Write a function f(n) to calculate the number of ways of representing $n$ as a sum of 1, 2, and 5, where the order of summands is important. For example: 

---

n = 1  
1 = 1  
f(1) = 1  

---

n = 2  
2 = 1 + 1  
2 = 2  
f(2) = 2  

---

n = 3  
3 = 1 + 1 + 1  
3 = 1 + 2  
3 = 2 + 1  
f(3) = 3 

---

n = 5  
5 = 1 + 1 + 1 + 1 + 1  
5 = 1 + 1 + 1 + 2  
5 = 1 + 1 + 2 + 1  
5 = 1 + 2 + 1 + 1  
5 = 2 + 1 + 1 + 1  
5 = 2 + 2 + 1  
5 = 2 + 1 + 2  
5 = 1 + 2 + 2  
5 = 5  
f(5) = 9

---

(10pt) Write a recursive solution f_rec() without memoization and time it for $n=10, 25$.  

(10pt) Write a recursive solution with memoization or a wrapper function f_memo() and time it for $n=10, 25, 50, 100$.  

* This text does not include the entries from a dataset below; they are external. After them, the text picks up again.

//! Dispatchers: how one unit of work actually runs.

use super::pool::ProcessPool;
use crate::stage::{ExecutionMode, FunctionBody, StageFunction, StageSettings};
use crate::task::{kinds, TaskError};
use crate::worker::WorkerLauncher;
use futures::future::BoxFuture;
use futures::FutureExt;
use serde_json::Value;
use std::any::Any;
use std::panic::AssertUnwindSafe;
use std::sync::Arc;
use std::time::Duration;

/// Extracts the text of a panic payload.
pub(crate) fn panic_message(payload: &(dyn Any + Send)) -> String {
    if let Some(text) = payload.downcast_ref::<&str>() {
        (*text).to_string()
    } else if let Some(text) = payload.downcast_ref::<String>() {
        text.clone()
    } else {
        "panic with a non-string payload".to_string()
    }
}

fn join_error(err: &tokio::task::JoinError) -> TaskError {
    TaskError::panic(format!("task was cancelled: {err}"))
}

/// Runs a function body in this process.
///
/// Blocking bodies go to the blocking thread pool. Async bodies are awaited
/// in place when `cooperative`, otherwise spawned on the runtime. A panic in
/// either becomes a `Panic` error.
pub async fn call_local(
    function: &StageFunction,
    task: Value,
    cooperative: bool,
) -> Result<Value, TaskError> {
    match function.body() {
        FunctionBody::Blocking(body) => {
            let body = body.clone();
            match tokio::task::spawn_blocking(move || body(task)).await {
                Ok(outcome) => outcome,
                Err(err) if err.is_panic() => Err(TaskError::panic(panic_message(&*err.into_panic()))),
                Err(err) => Err(join_error(&err)),
            }
        }
        FunctionBody::Async(body) => {
            let future = match std::panic::catch_unwind(AssertUnwindSafe(|| body(task))) {
                Ok(future) => future,
                Err(payload) => return Err(TaskError::panic(panic_message(&*payload))),
            };
            if cooperative {
                AssertUnwindSafe(future)
                    .catch_unwind()
                    .await
                    .unwrap_or_else(|payload| Err(TaskError::panic(panic_message(&*payload))))
            } else {
                match tokio::spawn(future).await {
                    Ok(outcome) => outcome,
                    Err(err) if err.is_panic() => {
                        Err(TaskError::panic(panic_message(&*err.into_panic())))
                    }
                    Err(err) => Err(join_error(&err)),
                }
            }
        }
        FunctionBody::Named => Err(TaskError::new(
            kinds::UNRESOLVED_FUNCTION,
            format!(
                "function '{}' has no body in this process; run the stage in a worker process",
                function.name()
            ),
        )),
    }
}

/// Runs units of work for one stage.
#[derive(Clone)]
pub enum Dispatcher {
    /// In this process, under the given mode.
    Local {
        /// Function to call.
        function: StageFunction,
        /// Sequential, threads or async.
        mode: ExecutionMode,
    },
    /// In a pool of worker processes.
    Pool(Arc<ProcessPool>),
}

impl Dispatcher {
    /// Builds the dispatcher for a stage's settings.
    #[must_use]
    pub fn new(function: &StageFunction, settings: &StageSettings, launcher: &WorkerLauncher) -> Self {
        match settings.execution_mode {
            ExecutionMode::Processes => Self::Pool(Arc::new(ProcessPool::new(
                function.name(),
                launcher.clone(),
                settings.concurrency(),
            ))),
            mode => Self::Local {
                function: function.clone(),
                mode,
            },
        }
    }

    /// Returns a unit that sleeps `delay`, then runs `task`.
    #[must_use]
    pub fn dispatch(&self, task: Value, delay: Duration) -> BoxFuture<'static, Result<Value, TaskError>> {
        let this = self.clone();
        async move {
            if !delay.is_zero() {
                tokio::time::sleep(delay).await;
            }
            match this {
                Self::Local { function, mode } => {
                    let cooperative = mode != ExecutionMode::Threads;
                    call_local(&function, task, cooperative).await
                }
                Self::Pool(pool) => pool.run(task).await,
            }
        }
        .boxed()
    }

    /// Releases worker processes, if any.
    pub async fn shutdown(&self) {
        if let Self::Pool(pool) = self {
            pool.shutdown().await;
        }
    }
}

impl std::fmt::Debug for Dispatcher {
    fn fmt(&self, f: &mut std::fmt::Formatter<'_>) -> std::fmt::Result {
        match self {
            Self::Local { function, mode } => f
                .debug_struct("Local")
                .field("function", function)
                .field("mode", mode)
                .finish(),
            Self::Pool(pool) => f.debug_tuple("Pool").field(pool).finish(),
        }
    }
}

#[cfg(test)]
mod tests {
    use super::*;
    use serde_json::json;

    #[tokio::test]
    async fn test_blocking_call() {
        let f = StageFunction::blocking("inc", |v| Ok(json!(v.as_i64().unwrap_or(0) + 1)));
        assert_eq!(call_local(&f, json!(1), false).await.unwrap(), json!(2));
    }

    #[tokio::test]
    async fn test_blocking_panic_becomes_error() {
        let f = StageFunction::blocking("boom", |_| panic!("kaboom"));
        let err = call_local(&f, json!(1), false).await.unwrap_err();
        assert!(err.is_kind(kinds::PANIC));
        assert!(err.message.contains("kaboom"));
    }

    #[tokio::test]
    async fn test_async_panic_becomes_error_cooperative() {
        let f = StageFunction::from_async("boom", |v: Value| async move {
            if v.as_i64().unwrap_or(0) > 0 {
                panic!("async kaboom");
            }
            Ok(v)
        });
        let err = call_local(&f, json!(1), true).await.unwrap_err();
        assert!(err.is_kind(kinds::PANIC));
        assert_eq!(err.message, "async kaboom");
    }

    #[tokio::test]
    async fn test_named_body_is_unresolved_inline() {
        let f = StageFunction::named("remote_only");
        let err = call_local(&f, json!(1), true).await.unwrap_err();
        assert!(err.is_kind(kinds::UNRESOLVED_FUNCTION));
    }

    #[tokio::test]
    async fn test_dispatch_waits_for_delay() {
        let f = StageFunction::blocking("echo", Ok);
        let dispatcher = Dispatcher::new(&f, &StageSettings::default(), &WorkerLauncher::default());

        let started = std::time::Instant::now();
        let out = dispatcher
            .dispatch(json!("x"), Duration::from_millis(30))
            .await
            .unwrap();
        assert_eq!(out, json!("x"));
        assert!(started.elapsed() >= Duration::from_millis(30));
    }
}
//! Worker processes for dedicated-process stages and process pools.
//!
//! Closures cannot cross a process boundary, so workers are the same
//! executable re-launched with [`ROLE_ENV`] set. The executable must call
//! [`run_worker_if_requested`] first thing in `main`; it returns `None` in
//! the ordinary (driver) case and the worker's exit code otherwise.
//!
//! ```rust,ignore
//! fn main() -> ExitCode {
//!     let registry = FunctionRegistry::new().with(StageFunction::blocking("double", double));
//!     if let Some(code) = run_worker_if_requested(&registry) {
//!         return code;
//!     }
//!     // build and start the graph
//! }
//! ```

mod launcher;
pub mod protocol;
mod stage_worker;
mod supervisor;

pub use launcher::{WorkerLauncher, WorkerRole, FUNCTION_ENV, ROLE_ENV};
pub use supervisor::StageSupervisor;

use crate::executor::call_local;
use crate::logging::init_tracing;
use crate::queue::FrameWriter;
use crate::stage::FunctionRegistry;
use crate::task::TaskError;
use protocol::{PoolOutcome, PoolRequest, PoolResponse};
use serde_json::Value;
use std::process::ExitCode;
use tokio::io::{AsyncBufReadExt, BufReader};
use tracing::{debug, error, warn};

/// Runs this process as a worker when [`ROLE_ENV`] is set.
///
/// Installs a stderr `tracing` subscriber and a tokio runtime, serves the
/// requested role until stdin closes, and returns the exit code.
pub fn run_worker_if_requested(registry: &FunctionRegistry) -> Option<ExitCode> {
    let role = std::env::var(ROLE_ENV).ok()?;
    init_tracing("warn");

    let role = match role.parse::<WorkerRole>() {
        Ok(role) => role,
        Err(e) => {
            error!(error = %e, "Refusing to start worker");
            return Some(ExitCode::from(2));
        }
    };

    let runtime = match tokio::runtime::Builder::new_multi_thread().enable_all().build() {
        Ok(runtime) => runtime,
        Err(e) => {
            error!(error = %e, "Failed to build the worker runtime");
            return Some(ExitCode::FAILURE);
        }
    };

    let code = runtime.block_on(async {
        match role {
            WorkerRole::Stage => stage_worker::serve_stage(registry).await,
            WorkerRole::Pool => serve_pool(registry).await,
        }
    });
    Some(code)
}

fn request_id(line: &str) -> Option<u64> {
    serde_json::from_str::<Value>(line)
        .ok()?
        .get("id")
        .and_then(Value::as_u64)
}

/// Answers pool requests one at a time until stdin closes.
async fn serve_pool(registry: &FunctionRegistry) -> ExitCode {
    let name = match std::env::var(FUNCTION_ENV) {
        Ok(name) => name,
        Err(_) => {
            error!("{FUNCTION_ENV} is not set");
            return ExitCode::from(2);
        }
    };
    let function = match registry.resolve(&name) {
        Ok(function) => function,
        Err(e) => {
            error!(error = %e, "Pool worker cannot start");
            return ExitCode::from(2);
        }
    };

    let writer = FrameWriter::stdout();
    let mut lines = BufReader::new(tokio::io::stdin()).lines();
    debug!(function = %name, "Pool worker ready");

    loop {
        let line = match lines.next_line().await {
            Ok(Some(line)) => line,
            Ok(None) => return ExitCode::SUCCESS,
            Err(e) => {
                error!(error = %e, "Pool worker lost its input");
                return ExitCode::FAILURE;
            }
        };
        if line.trim().is_empty() {
            continue;
        }

        let response = match serde_json::from_str::<PoolRequest>(&line) {
            Ok(request) => PoolResponse {
                id: request.id,
                outcome: call_local(&function, request.task, true).await.into(),
            },
            Err(e) => match request_id(&line) {
                Some(id) => PoolResponse {
                    id,
                    outcome: PoolOutcome::Err(TaskError::serialization(e.to_string())),
                },
                None => {
                    warn!(error = %e, "Ignoring undecodable pool request");
                    continue;
                }
            },
        };

        if let Err(e) = writer.write(&response) {
            error!(error = %e, "Pool worker lost its output");
            return ExitCode::FAILURE;
        }
    }
}

#[cfg(test)]
mod tests {
    use super::*;

    #[test]
    fn test_request_id() {
        assert_eq!(request_id(r#"{"id": 4, "task": 1}"#), Some(4));
        assert_eq!(request_id(r#"{"id": 5}"#), Some(5));
        assert_eq!(request_id("not json"), None);
    }
}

(10pt) Write an iterative solution f_it() and time it for $n=10, 25, 50, 100$.  



In [9]:
# 1. recursion
def f_rec(n:int)-> int:
    if n==0: return 1      # base case, count+1 when n reaches 0
    cnt = 0
    for i in [1,2,5]: 
        if n - i >= 0: cnt += f_rec(n-i)      # avoid n < 0
    return cnt
# 2. f_rec with memoization
def f_memo(n:int, memo=dict())-> int:
    if n==0: return 1
    if n in memo: return memo[n]
    memo[n] = 0
    for i in [1,2,5]:
        if n - i >= 0: memo[n] += f_memo(n-i, memo)
    return memo[n]

# 2. memoization but using decorator
# from functools import wraps
# def cache(func):
#     memo = {}
#     @wraps(func)
#     def wrapper(n):
#         if n not in memo: memo[n] = func(n)
#         return memo[n]
#     return wrapper

# @cache
# def f_memo2(n)-> int:
#     if n==0: return 1      # base case, count+1 when n reaches 0
#     cnt = 0
#     for i in [1,2,5]: 
#         if n - i >= 0: cnt += f_rec(n-i)
#     return cnt

# 3. f_it with iteration
def f_it(n: int):
    if n<5: return [1,1,2,3,5][n] # base case; ways to reach n index from -1 to -5
    elif n < 0: return 0.   # out of bound
    n1,n2,n3,n4,n5 = 1,1,2,3,5  
    for i in range(4, n):
        cnt = n1+n4+n5        # count
        n1, n2, n3, n4, n5 = n2, n3, n4, n5, cnt
    return cnt

**Answer**

In [42]:
print(f"Recursive: \nf_rec(10)*f_rec(25)={f_rec(10)*f_rec(25)}\n")
print(f"Recursive with memoization:\nf_memo(10)*f_memo(25)*f_memo(50)*f_memo(100)={f_memo(10)*f_memo(25)*f_memo(50)*f_memo(100)}\n")
print(f"Recursive with iteration:\nf_it(10)*f_it(25)*f_it(50)*f_it(100)={f_it(10)*f_it(25)*f_it(50)*f_it(100)}\n")


Recursive: 
f_rec(10)*f_rec(25)=48946688

Recursive with memoization:
f_memo(10)*f_memo(25)*f_memo(50)*f_memo(100)=1058551021458041875062922696695476704518144

Recursive with iteration:
f_it(10)*f_it(25)*f_it(50)*f_it(100)=1058551021458041875062922696695476704518144



# Problem 2. (70%)

An astrophysicist colleague was recently complaining about how long it was taking to run an N-body simulation. “It’s really just a simple calculation, and I’m only simulating four planets, but it takes nearly a minute and a half to run one simulation. I really need it done in under 30 seconds.” You kindly offer to take a look at code to see if it is possible to speed it up. Your colleague provides you with a link to the source: https://nyu-cds.github.io/courses/code/nbody.py


Although your colleague said the code was simple, it is still fairly complex, so you decide to tackle the problem in stages. A first scan of the code reveals a number of potential areas that could be improved. These include:

- Reducing function call overhead

- Using alternatives to membership testing of lists 

- Using local rather than global variables 

- Using data aggregation to reduce loop overheads.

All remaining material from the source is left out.